What's changing: U.S. and Mexican transportation officials are making their case to persuade lawmakers that Mexican trucks would be as safe as U.S. trucks and killing the program would hurt the economy.
The future: Fate of the program is uncertain. A compromise transportation bill has yet to be crafted. | Pilot project touted at mock inspection
Washington – U.S. and Mexican officials staged a mock inspection of one American and one Mexican truck yesterday to drive home their message that a pilot program allowing Mexican trucks full access to U.S. highways is safe.
President Bush is a strong backer of the six-week-old project, which Congress is seeking to shut down because of safety concerns, as well as fears that Mexican truckers could transport terrorists or drugs and deprive higher-paid U.S. truck drivers of jobs.
The event held outside the Department of Transportation headquarters included a rare appearance by Mexican Transportation Secretary Luis Tellez. He joined U.S. Transportation Secretary Mary Peters and U.S. Commerce Secretary Carlos Gutierrez to lobby for the program.
Referring to critics of the border opening as “mythmakers,” Tellez insisted that Mexican trucks are as safe as U.S. trucks – a contention disputed by opponents of the program.
“Nothing about Mexican trucks or drivers will make U.S. highways less safe or secure,” he said, echoing reassurances offered by his U.S. counterparts.
Mexican carriers authorized to participate in the one-year pilot project must pass vehicle inspections every 90 days and comply with all U.S. laws. The program also allows U.S. carriers to send trucks into Mexico for the first time.

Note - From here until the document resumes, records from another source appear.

pub mod characters;
pub mod favorites;
pub mod payload;
pub mod pick;

use std::sync::Arc;

use anyhow::{Context, Result};
use charsel_core::config::AppConfig;
use charsel_core::identity::Identity;
use charsel_core::platform::{HostBridge, LoggedDialogs};
use charsel_infrastructure::{CharselPaths, ConfigService, JsonFileStore, TerminalHost};

use crate::SessionArgs;

/// Loads configuration from `--config` or the default location.
pub async fn load_config(session: &SessionArgs) -> Result<AppConfig> {
    let service = match &session.config {
        Some(path) => ConfigService::with_path(path),
        None => ConfigService::new(),
    };
    let config = service.load().await.context("Failed to load configuration")?;
    tracing::debug!(
        "[charsel] Config loaded (environment: {}, webhook: {})",
        config.environment,
        config.webhook.url
    );
    Ok(config)
}

/// Identity built from the command line, if a user id was given.
pub fn identity(session: &SessionArgs) -> Option<Identity> {
    let mut identity = Identity::new(session.user_id?);
    if let Some(username) = &session.username {
        identity = identity.with_username(username);
    }
    if let Some(first_name) = &session.first_name {
        identity = identity.with_first_name(first_name);
    }
    Some(identity)
}

/// Bridge over the terminal with file-backed storage.
pub fn terminal_bridge(
    session: &SessionArgs,
    config: &AppConfig,
) -> Result<Arc<HostBridge<TerminalHost>>> {
    let storage_file =
        CharselPaths::storage_file().context("Failed to resolve the storage location")?;
    let mut host = TerminalHost::stdio().with_store(JsonFileStore::new(storage_file));
    if let Some(identity) = identity(session) {
        host = host.with_identity(identity);
    }
    Ok(Arc::new(HostBridge::new(
        host,
        Arc::new(LoggedDialogs::default()),
        config.environment,
    )))
}
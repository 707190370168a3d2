//! Character domain module.
//!
//! # Module Structure
//!
//! - `model`: Character value type and personality enumeration
//! - `catalog`: Immutable catalog of the characters offered to the user
//!
//! # Usage
//!
//! ```ignore
//! use charsel_core::character::{Character, CharacterCatalog, Personality};
//! ```

mod catalog;
mod model;

// Re-export public API
pub use catalog::CharacterCatalog;
pub use model::{Character, Personality};
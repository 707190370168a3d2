//! Fallback adapter used when no host runtime is present (plain preview).

use std::sync::Arc;
use std::sync::atomic::{AtomicBool, Ordering};

use async_trait::async_trait;

use super::bridge::PlatformBridge;
use super::host::NativeDialogs;
use super::registry::ButtonRegistry;
use super::types::{
    ButtonAppearance, ButtonConfig, ButtonKind, HapticKind, PopupParams, ThemeParams,
};
use crate::config::RuntimeEnvironment;
use crate::identity::Identity;

/// Native dialogs that only log, answering confirms with a fixed value.
#[derive(Debug, Clone, Copy)]
pub struct LoggedDialogs {
    confirm_answer: bool,
}

impl LoggedDialogs {
    pub fn new(confirm_answer: bool) -> Self {
        Self { confirm_answer }
    }
}

impl Default for LoggedDialogs {
    fn default() -> Self {
        Self::new(true)
    }
}

#[async_trait]
impl NativeDialogs for LoggedDialogs {
    async fn alert(&self, message: &str) {
        tracing::info!("[Preview] alert: {}", message);
    }

    async fn confirm(&self, message: &str) -> bool {
        tracing::info!("[Preview] confirm: {} -> {}", message, self.confirm_answer);
        self.confirm_answer
    }
}

/// [`PlatformBridge`] for contexts without a host.
///
/// Dialogs go to [`NativeDialogs`], storage reads resolve to `None` and writes
/// to `false`, chrome buttons are tracked (so presses can still be simulated)
/// but nothing is rendered.
pub struct PreviewBridge {
    dialogs: Arc<dyn NativeDialogs>,
    environment: RuntimeEnvironment,
    identity: Option<Identity>,
    theme: Option<ThemeParams>,
    buttons: ButtonRegistry,
    ready: AtomicBool,
}

impl PreviewBridge {
    pub fn new(environment: RuntimeEnvironment) -> Self {
        Self {
            dialogs: Arc::new(LoggedDialogs::default()),
            environment,
            identity: None,
            theme: None,
            buttons: ButtonRegistry::new(),
            ready: AtomicBool::new(false),
        }
    }

    /// Preview with the mock user and dark theme used during development.
    pub fn development() -> Self {
        Self::new(RuntimeEnvironment::Development)
            .with_theme(ThemeParams::preview_dark())
            .with_identity(
                Identity::new(99281932)
                    .with_first_name("Test")
                    .with_last_name("User")
                    .with_username("testuser")
                    .with_language_code("ru")
                    .with_premium(true),
            )
    }

    pub fn with_dialogs(mut self, dialogs: Arc<dyn NativeDialogs>) -> Self {
        self.dialogs = dialogs;
        self
    }

    pub fn with_identity(mut self, identity: Identity) -> Self {
        self.identity = Some(identity);
        self
    }

    pub fn with_theme(mut self, theme: ThemeParams) -> Self {
        self.theme = Some(theme);
        self
    }

    pub fn is_ready(&self) -> bool {
        self.ready.load(Ordering::SeqCst)
    }
}

#[async_trait]
impl PlatformBridge for PreviewBridge {
    fn ready(&self) {
        if !self.ready.swap(true, Ordering::SeqCst) {
            tracing::debug!("[Preview] ready");
        }
    }

    fn theme(&self) -> Option<ThemeParams> {
        self.theme.clone()
    }

    fn identity(&self) -> Option<Identity> {
        self.identity.clone()
    }

    fn haptic(&self, kind: HapticKind) {
        tracing::trace!("[Preview] haptic {}", kind);
    }

    async fn alert(&self, message: &str) {
        self.dialogs.alert(message).await;
    }

    async fn confirm(&self, message: &str) -> bool {
        self.dialogs.confirm(message).await
    }

    async fn popup(&self, params: PopupParams) -> String {
        let confirmed = self.dialogs.confirm(&params.confirm_text()).await;
        params.synthesize_answer(confirmed)
    }

    async fn send_native(&self, payload_json: &str) -> bool {
        if self.environment.is_development() {
            tracing::info!("[Preview] Development mode, would send: {}", payload_json);
            true
        } else {
            tracing::warn!("[Preview] Native send not available in this context");
            false
        }
    }

    fn set_primary_button(&self, config: ButtonConfig) {
        let appearance = self.buttons.apply(ButtonKind::Primary, config);
        tracing::debug!("[Preview] primary button: {:?}", appearance);
    }

    fn hide_primary_button(&self) {
        self.buttons.hide(ButtonKind::Primary);
        tracing::debug!("[Preview] primary button hidden");
    }

    fn set_back_button(&self, config: ButtonConfig) {
        let appearance = self.buttons.apply(ButtonKind::Back, config);
        tracing::debug!("[Preview] back button: {:?}", appearance);
    }

    fn set_settings_button(&self, config: ButtonConfig) {
        let appearance = self.buttons.apply(ButtonKind::Settings, config);
        tracing::debug!("[Preview] settings button: {:?}", appearance);
    }

    async fn storage_get(&self, key: &str) -> Option<String> {
        tracing::debug!("[Preview] storage unavailable, '{}' reads as empty", key);
        None
    }

    async fn storage_set(&self, key: &str, _value: &str) -> bool {
        tracing::debug!("[Preview] storage unavailable, '{}' not written", key);
        false
    }

    async fn activate(&self, button: ButtonKind) -> bool {
        self.buttons.dispatch(button).await
    }

    fn button(&self, kind: ButtonKind) -> Option<ButtonAppearance> {
        self.buttons.appearance(kind)
    }

    fn close(&self) {
        tracing::info!("[Preview] Close not available in preview");
    }
}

The administration has pushed the program as the first step in opening the U.S.-Mexican border to long-haul truck traffic in both directions, as required in the North American Free Trade Agreement.
The administration appears to face an uphill battle in saving the program, because both chambers of Congress have provisions to end the program in their differing versions of transportation legislation. The House and Senate have yet to hammer out a single compromise bill to send to Bush.
During a three-day visit to Washington that ended yesterday, Tellez made his case for the trucking program during individual meetings with about 20 lawmakers – including House and Senate Republican leaders and Democratic and Republican members of the powerful appropriations committees.
Opponents denounced as a gimmick the inspection yesterday of a U.S. truck and one of the Mexican trucks in the pilot program. The inspection was carried out by Maryland state police.
A half-block away, two dozen protesters from the Teamsters Union, a key opponent, chanted and held up signs reading “Staged Inspection (does not equal) Safe Program.”
“That inspection means nothing,” Sen. Byron Dorgan, D-N.D., a critic of the program, said in a statement. He added that the administration would be better served addressing opponents' contentions that the Mexican government does not maintain reliable records of truck driver violations and accidents.
Officials at the press conference said both governments have fully addressed safety concerns.
“This is about trade; it's not about safety,” Peters said of opposition to the program. “We continue to be hopeful that we can convince members of Congress that we have met their standards.”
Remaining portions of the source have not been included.